**Problem statement**
Look through the records below for the line holding "repository 32699d27957249ec". Write it out exactly, with each following line through the line holding "config.partitions = partitions;".

Dataset entries:

┄┄┄┄┄┄

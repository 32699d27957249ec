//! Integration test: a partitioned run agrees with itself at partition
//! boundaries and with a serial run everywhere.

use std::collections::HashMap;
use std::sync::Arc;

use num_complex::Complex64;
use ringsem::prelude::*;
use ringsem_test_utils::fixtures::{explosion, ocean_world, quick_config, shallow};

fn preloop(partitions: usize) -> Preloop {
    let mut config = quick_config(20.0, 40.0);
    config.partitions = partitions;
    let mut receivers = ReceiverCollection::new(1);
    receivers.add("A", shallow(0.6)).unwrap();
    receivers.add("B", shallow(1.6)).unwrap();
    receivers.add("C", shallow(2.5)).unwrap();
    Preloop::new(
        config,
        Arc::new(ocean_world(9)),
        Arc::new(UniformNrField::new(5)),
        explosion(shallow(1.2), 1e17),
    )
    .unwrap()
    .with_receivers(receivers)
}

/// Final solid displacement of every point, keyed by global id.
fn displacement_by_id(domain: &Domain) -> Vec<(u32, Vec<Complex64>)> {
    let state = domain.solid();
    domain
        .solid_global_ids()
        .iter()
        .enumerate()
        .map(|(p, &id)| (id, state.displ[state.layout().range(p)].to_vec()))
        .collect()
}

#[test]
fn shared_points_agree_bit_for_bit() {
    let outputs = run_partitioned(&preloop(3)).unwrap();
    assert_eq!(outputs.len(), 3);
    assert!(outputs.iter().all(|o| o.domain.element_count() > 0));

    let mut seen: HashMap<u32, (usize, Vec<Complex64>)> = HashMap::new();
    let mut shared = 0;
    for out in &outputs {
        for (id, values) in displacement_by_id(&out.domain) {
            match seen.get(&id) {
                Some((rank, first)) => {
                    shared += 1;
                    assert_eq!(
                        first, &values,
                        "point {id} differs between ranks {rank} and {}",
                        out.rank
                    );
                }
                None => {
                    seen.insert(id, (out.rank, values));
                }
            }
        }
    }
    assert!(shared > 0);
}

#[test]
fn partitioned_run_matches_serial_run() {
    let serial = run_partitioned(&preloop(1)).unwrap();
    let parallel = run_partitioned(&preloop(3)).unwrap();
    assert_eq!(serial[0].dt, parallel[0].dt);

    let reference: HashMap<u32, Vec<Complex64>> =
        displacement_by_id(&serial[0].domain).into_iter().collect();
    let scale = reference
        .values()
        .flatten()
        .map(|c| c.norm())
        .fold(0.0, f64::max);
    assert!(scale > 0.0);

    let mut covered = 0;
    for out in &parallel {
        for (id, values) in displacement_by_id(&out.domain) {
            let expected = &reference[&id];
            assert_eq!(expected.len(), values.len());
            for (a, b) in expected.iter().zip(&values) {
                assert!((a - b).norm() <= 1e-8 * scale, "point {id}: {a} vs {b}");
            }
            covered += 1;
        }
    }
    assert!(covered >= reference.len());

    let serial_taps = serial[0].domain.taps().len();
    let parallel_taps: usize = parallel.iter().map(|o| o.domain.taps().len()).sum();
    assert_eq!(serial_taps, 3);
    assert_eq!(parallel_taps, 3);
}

┄┄┄┄┄┄

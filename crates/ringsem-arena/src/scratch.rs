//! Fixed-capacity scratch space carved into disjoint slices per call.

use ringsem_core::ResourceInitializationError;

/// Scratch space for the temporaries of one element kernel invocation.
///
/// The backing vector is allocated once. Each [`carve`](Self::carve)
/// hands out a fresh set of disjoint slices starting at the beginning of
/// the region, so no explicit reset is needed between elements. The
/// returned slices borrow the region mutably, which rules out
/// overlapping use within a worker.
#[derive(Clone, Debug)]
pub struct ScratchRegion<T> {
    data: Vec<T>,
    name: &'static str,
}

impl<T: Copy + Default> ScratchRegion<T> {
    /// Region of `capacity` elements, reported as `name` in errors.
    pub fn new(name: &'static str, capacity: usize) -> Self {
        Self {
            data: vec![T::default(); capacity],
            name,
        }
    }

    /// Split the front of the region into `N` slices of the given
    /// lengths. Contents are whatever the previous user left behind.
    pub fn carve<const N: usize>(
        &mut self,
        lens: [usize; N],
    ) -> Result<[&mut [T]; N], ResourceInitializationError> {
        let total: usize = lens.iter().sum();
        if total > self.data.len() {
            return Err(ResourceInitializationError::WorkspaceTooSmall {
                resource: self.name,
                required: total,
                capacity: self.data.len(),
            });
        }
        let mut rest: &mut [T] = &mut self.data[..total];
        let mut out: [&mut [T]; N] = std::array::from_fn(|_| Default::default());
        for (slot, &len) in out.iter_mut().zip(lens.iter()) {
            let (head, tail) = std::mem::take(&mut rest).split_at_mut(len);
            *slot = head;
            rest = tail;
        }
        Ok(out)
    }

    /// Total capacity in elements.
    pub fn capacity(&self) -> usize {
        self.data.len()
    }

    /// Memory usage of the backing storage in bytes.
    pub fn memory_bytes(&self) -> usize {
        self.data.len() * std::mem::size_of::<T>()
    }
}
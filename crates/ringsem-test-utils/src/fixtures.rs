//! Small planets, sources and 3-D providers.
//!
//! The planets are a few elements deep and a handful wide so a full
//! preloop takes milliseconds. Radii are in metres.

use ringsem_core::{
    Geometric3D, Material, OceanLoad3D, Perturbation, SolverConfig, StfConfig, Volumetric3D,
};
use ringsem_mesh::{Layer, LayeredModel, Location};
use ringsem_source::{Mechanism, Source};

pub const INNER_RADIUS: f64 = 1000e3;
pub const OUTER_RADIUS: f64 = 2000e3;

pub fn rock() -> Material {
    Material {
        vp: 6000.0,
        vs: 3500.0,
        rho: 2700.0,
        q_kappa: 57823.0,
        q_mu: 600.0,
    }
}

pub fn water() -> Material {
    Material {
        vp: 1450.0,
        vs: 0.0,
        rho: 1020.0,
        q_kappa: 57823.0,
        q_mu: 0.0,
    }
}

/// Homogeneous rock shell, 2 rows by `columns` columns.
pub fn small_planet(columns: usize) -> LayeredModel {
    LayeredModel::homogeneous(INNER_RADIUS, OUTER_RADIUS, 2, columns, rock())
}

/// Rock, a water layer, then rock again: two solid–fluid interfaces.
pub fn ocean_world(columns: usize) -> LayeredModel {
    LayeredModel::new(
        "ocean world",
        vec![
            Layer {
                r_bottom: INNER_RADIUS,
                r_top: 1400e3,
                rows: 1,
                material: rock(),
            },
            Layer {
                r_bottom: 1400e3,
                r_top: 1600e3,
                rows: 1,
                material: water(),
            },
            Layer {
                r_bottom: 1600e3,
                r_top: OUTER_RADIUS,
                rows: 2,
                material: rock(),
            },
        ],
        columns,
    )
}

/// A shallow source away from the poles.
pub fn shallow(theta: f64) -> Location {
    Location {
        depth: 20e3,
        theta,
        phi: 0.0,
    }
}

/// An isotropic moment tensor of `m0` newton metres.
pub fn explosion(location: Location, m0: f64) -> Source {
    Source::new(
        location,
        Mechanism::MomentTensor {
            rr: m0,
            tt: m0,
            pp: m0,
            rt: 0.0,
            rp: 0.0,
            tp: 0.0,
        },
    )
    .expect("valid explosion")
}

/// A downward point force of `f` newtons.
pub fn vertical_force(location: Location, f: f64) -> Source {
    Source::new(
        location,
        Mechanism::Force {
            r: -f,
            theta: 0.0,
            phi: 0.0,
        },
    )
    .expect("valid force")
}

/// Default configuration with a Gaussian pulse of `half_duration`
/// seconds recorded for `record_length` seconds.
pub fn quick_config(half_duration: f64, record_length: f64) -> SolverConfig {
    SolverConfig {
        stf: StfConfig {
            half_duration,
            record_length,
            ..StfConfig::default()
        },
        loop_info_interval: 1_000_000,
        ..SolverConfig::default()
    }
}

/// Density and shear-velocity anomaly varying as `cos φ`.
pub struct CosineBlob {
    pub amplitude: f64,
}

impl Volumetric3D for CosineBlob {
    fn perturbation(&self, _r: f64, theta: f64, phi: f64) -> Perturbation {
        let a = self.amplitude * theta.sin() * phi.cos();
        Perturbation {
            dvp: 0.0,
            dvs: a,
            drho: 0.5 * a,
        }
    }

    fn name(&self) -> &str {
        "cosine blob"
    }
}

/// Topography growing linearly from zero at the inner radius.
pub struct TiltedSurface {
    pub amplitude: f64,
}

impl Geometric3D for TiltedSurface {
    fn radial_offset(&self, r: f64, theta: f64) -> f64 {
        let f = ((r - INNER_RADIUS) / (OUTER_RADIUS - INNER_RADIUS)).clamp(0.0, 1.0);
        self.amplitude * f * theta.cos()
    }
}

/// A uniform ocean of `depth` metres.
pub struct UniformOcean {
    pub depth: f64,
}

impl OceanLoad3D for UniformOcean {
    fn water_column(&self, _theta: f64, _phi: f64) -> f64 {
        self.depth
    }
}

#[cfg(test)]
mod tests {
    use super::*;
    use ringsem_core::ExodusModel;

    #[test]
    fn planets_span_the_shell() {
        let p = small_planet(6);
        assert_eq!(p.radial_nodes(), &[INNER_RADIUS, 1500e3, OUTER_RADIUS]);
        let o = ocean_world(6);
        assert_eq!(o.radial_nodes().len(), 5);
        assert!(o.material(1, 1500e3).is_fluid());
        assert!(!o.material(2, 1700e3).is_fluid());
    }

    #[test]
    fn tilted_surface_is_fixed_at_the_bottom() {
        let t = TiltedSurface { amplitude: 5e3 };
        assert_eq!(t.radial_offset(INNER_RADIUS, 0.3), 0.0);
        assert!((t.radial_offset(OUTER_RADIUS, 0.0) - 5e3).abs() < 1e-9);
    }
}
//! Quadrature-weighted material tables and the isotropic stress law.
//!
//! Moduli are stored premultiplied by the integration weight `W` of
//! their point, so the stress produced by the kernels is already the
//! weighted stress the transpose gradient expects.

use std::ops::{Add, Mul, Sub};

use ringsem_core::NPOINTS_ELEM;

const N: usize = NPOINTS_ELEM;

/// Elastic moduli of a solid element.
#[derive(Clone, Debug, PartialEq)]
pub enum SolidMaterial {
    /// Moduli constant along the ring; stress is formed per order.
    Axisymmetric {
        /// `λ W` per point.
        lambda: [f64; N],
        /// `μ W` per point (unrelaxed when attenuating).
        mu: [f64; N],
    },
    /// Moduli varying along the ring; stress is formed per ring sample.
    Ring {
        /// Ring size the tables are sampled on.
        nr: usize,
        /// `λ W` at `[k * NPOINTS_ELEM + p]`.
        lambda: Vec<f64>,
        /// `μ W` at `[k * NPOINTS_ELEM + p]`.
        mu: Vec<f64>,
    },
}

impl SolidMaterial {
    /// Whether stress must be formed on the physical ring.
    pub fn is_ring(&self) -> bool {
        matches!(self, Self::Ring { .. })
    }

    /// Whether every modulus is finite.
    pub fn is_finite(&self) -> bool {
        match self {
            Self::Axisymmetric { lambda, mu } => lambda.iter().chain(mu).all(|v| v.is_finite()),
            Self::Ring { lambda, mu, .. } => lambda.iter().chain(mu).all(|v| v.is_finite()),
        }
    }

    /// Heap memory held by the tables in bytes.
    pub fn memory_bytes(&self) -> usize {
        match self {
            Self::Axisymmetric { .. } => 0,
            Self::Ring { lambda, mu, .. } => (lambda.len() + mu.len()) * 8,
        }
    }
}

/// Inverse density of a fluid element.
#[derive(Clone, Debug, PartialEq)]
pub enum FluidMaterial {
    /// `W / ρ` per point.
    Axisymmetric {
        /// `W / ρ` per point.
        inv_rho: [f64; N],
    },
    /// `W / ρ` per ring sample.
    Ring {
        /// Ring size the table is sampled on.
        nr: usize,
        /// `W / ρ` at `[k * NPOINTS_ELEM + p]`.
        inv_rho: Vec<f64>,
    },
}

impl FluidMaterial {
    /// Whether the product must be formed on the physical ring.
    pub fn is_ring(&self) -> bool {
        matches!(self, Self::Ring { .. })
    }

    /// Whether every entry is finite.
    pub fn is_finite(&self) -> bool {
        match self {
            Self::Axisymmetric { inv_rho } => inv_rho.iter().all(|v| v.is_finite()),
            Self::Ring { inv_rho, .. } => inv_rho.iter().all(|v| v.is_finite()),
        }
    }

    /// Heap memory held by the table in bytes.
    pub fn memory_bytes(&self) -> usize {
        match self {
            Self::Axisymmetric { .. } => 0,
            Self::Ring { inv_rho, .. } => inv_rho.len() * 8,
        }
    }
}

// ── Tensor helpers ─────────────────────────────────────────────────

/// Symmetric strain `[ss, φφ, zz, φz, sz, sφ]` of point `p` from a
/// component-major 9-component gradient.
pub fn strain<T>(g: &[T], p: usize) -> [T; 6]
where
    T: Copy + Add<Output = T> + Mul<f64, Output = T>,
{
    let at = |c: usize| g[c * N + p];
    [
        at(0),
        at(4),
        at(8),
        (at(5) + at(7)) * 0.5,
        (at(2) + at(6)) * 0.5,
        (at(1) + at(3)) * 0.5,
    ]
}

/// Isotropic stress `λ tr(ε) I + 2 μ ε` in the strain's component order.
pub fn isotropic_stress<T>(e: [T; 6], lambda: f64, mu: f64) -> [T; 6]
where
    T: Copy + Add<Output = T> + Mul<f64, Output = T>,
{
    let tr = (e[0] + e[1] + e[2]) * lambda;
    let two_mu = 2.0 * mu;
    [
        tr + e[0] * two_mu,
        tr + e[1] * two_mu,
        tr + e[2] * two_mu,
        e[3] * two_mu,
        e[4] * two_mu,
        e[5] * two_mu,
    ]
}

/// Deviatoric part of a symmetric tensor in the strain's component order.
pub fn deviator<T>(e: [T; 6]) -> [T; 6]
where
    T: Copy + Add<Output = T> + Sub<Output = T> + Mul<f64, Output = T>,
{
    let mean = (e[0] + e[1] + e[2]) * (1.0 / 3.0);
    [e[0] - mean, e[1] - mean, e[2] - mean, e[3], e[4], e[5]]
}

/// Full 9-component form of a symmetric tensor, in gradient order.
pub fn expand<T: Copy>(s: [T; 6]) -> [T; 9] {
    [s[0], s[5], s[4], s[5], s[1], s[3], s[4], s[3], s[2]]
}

┄┄┄┄┄┄

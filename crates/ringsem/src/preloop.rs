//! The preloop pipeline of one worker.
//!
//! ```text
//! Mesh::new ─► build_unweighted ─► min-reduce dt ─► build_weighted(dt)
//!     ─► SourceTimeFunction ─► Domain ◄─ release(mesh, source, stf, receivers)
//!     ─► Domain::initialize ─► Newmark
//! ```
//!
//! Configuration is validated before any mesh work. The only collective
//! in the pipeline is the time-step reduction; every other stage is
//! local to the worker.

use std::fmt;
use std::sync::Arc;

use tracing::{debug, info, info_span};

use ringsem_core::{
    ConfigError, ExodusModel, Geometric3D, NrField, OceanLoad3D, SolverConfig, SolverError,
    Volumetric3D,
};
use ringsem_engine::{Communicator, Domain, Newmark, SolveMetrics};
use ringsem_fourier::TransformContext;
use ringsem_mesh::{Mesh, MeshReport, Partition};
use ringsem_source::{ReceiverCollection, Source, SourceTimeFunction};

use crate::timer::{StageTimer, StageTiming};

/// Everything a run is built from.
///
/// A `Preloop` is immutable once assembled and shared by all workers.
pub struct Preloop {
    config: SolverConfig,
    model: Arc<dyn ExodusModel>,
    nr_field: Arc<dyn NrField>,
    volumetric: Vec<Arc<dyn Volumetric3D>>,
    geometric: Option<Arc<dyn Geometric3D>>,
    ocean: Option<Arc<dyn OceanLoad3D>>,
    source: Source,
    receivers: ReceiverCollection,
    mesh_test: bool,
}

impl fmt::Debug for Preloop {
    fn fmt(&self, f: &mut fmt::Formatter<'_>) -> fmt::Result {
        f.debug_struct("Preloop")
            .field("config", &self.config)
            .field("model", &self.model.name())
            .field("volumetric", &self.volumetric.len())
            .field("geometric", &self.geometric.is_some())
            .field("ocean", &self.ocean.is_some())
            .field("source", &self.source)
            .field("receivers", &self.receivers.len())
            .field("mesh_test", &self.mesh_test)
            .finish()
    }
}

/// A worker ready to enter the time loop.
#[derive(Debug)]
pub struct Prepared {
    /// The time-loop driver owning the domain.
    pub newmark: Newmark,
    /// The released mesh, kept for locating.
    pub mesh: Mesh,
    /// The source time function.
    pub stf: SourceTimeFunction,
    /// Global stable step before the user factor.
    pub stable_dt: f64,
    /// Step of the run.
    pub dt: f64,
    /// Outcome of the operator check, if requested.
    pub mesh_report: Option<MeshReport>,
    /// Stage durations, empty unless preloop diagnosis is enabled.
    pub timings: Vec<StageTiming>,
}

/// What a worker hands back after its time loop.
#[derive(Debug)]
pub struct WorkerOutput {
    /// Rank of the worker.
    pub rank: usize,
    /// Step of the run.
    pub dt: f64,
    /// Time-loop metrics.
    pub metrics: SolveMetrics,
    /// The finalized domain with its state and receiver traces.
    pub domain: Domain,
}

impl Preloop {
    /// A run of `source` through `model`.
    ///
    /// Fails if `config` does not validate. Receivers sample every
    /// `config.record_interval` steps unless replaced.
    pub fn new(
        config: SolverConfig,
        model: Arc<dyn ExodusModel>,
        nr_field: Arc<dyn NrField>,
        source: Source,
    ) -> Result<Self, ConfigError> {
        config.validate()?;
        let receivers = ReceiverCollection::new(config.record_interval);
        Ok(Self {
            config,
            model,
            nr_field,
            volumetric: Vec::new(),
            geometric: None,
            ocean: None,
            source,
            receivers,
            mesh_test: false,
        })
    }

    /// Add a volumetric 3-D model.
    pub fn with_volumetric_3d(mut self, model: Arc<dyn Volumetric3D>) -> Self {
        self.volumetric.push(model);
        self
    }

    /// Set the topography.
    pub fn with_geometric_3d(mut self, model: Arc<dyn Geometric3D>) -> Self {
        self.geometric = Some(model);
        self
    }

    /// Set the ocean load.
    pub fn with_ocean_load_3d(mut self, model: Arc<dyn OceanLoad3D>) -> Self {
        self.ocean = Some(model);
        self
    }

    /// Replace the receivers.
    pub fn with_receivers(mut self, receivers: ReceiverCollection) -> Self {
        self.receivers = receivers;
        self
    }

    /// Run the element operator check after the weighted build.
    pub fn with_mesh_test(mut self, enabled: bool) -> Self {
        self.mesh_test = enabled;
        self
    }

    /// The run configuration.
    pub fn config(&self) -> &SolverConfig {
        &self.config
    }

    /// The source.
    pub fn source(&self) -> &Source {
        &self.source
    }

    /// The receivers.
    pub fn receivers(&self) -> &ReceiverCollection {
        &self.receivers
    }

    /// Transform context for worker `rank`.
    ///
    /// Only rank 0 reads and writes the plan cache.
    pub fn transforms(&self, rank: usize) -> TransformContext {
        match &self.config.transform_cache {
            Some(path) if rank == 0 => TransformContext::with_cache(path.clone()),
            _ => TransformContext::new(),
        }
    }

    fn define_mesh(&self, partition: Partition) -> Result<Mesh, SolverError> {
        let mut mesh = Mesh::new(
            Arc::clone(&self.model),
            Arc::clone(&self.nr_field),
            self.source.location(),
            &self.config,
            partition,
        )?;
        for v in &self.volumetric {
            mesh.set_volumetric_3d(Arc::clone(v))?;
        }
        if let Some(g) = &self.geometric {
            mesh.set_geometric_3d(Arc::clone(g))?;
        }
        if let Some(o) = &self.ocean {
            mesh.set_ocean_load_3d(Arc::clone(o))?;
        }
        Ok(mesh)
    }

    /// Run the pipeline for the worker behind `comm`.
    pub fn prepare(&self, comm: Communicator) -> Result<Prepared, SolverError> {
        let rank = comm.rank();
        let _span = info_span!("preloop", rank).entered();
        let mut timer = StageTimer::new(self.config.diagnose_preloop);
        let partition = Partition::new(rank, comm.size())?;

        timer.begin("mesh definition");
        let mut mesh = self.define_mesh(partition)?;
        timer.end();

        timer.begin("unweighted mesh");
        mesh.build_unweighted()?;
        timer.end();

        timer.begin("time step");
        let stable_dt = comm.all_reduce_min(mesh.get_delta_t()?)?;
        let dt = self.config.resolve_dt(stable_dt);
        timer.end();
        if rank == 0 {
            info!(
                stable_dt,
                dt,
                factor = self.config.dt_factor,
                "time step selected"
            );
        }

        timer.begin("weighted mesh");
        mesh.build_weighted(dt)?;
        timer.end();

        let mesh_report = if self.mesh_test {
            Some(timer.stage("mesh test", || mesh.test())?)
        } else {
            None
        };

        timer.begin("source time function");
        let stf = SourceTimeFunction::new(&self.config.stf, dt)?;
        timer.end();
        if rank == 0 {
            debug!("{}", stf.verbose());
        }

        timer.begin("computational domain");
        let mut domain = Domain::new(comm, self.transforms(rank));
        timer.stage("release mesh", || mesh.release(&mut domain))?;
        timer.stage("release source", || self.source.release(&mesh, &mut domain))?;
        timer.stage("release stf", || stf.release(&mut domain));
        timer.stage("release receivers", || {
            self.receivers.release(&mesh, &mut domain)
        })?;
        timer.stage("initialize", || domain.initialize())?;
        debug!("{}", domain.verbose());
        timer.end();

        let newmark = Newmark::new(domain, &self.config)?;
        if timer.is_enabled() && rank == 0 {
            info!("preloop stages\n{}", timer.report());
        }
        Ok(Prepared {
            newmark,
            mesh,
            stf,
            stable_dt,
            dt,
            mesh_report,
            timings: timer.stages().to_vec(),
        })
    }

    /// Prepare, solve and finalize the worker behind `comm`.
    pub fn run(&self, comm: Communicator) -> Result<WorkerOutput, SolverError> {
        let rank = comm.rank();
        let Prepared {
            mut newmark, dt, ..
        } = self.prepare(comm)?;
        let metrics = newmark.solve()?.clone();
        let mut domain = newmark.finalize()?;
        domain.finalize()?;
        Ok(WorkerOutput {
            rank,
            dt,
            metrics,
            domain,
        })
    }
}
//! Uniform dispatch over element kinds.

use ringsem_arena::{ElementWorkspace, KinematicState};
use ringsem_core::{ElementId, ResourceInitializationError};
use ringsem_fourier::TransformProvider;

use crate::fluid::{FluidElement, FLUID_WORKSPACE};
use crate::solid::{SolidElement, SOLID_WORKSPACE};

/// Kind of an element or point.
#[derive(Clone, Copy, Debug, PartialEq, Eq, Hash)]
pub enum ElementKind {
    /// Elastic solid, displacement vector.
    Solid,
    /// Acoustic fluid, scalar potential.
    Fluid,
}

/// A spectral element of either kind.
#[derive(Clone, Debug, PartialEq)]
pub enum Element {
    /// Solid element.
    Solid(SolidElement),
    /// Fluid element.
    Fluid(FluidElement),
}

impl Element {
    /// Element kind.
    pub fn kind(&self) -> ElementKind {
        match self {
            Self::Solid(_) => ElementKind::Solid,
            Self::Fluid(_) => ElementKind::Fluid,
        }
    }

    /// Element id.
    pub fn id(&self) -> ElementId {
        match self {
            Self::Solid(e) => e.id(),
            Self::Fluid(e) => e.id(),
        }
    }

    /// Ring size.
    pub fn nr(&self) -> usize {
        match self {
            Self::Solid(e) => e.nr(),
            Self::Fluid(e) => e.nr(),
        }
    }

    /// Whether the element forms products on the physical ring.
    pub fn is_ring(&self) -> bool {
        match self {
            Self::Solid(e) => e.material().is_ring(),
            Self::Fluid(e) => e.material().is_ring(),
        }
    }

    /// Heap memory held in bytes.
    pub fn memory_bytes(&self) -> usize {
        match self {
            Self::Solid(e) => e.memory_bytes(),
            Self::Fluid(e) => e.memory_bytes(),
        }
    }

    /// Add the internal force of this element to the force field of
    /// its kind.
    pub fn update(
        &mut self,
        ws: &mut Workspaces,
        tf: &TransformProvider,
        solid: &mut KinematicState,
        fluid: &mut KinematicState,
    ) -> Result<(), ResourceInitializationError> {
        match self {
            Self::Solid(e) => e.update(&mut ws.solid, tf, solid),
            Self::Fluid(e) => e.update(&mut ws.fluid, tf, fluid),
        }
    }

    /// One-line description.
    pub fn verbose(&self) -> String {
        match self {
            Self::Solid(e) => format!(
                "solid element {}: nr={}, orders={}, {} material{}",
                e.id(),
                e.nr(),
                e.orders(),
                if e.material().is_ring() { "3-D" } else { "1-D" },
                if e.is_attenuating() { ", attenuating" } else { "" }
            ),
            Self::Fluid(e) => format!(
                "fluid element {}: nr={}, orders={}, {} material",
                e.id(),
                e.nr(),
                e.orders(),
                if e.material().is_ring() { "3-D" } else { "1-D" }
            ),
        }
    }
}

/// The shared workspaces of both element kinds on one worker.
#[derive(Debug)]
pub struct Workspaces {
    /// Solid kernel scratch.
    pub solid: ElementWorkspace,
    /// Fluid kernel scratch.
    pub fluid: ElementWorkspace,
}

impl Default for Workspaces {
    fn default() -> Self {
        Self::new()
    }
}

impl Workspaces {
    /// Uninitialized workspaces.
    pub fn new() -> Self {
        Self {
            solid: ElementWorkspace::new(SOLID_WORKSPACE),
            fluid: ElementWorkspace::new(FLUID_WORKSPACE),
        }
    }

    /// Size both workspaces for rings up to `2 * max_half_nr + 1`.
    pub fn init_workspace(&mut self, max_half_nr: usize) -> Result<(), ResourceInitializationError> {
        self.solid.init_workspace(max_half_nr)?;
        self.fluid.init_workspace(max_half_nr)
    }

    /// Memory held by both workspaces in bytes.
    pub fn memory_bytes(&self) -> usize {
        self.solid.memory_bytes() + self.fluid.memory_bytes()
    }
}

┄┄┄┄┄┄

**Response area**
repository 32699d27957249ec
//! Integration test: a partitioned run agrees with itself at partition
//! boundaries and with a serial run everywhere.

use std::collections::HashMap;
use std::sync::Arc;

use num_complex::Complex64;
use ringsem::prelude::*;
use ringsem_test_utils::fixtures::{explosion, ocean_world, quick_config, shallow};

fn preloop(partitions: usize) -> Preloop {
    let mut config = quick_config(20.0, 40.0);
    config.partitions = partitions;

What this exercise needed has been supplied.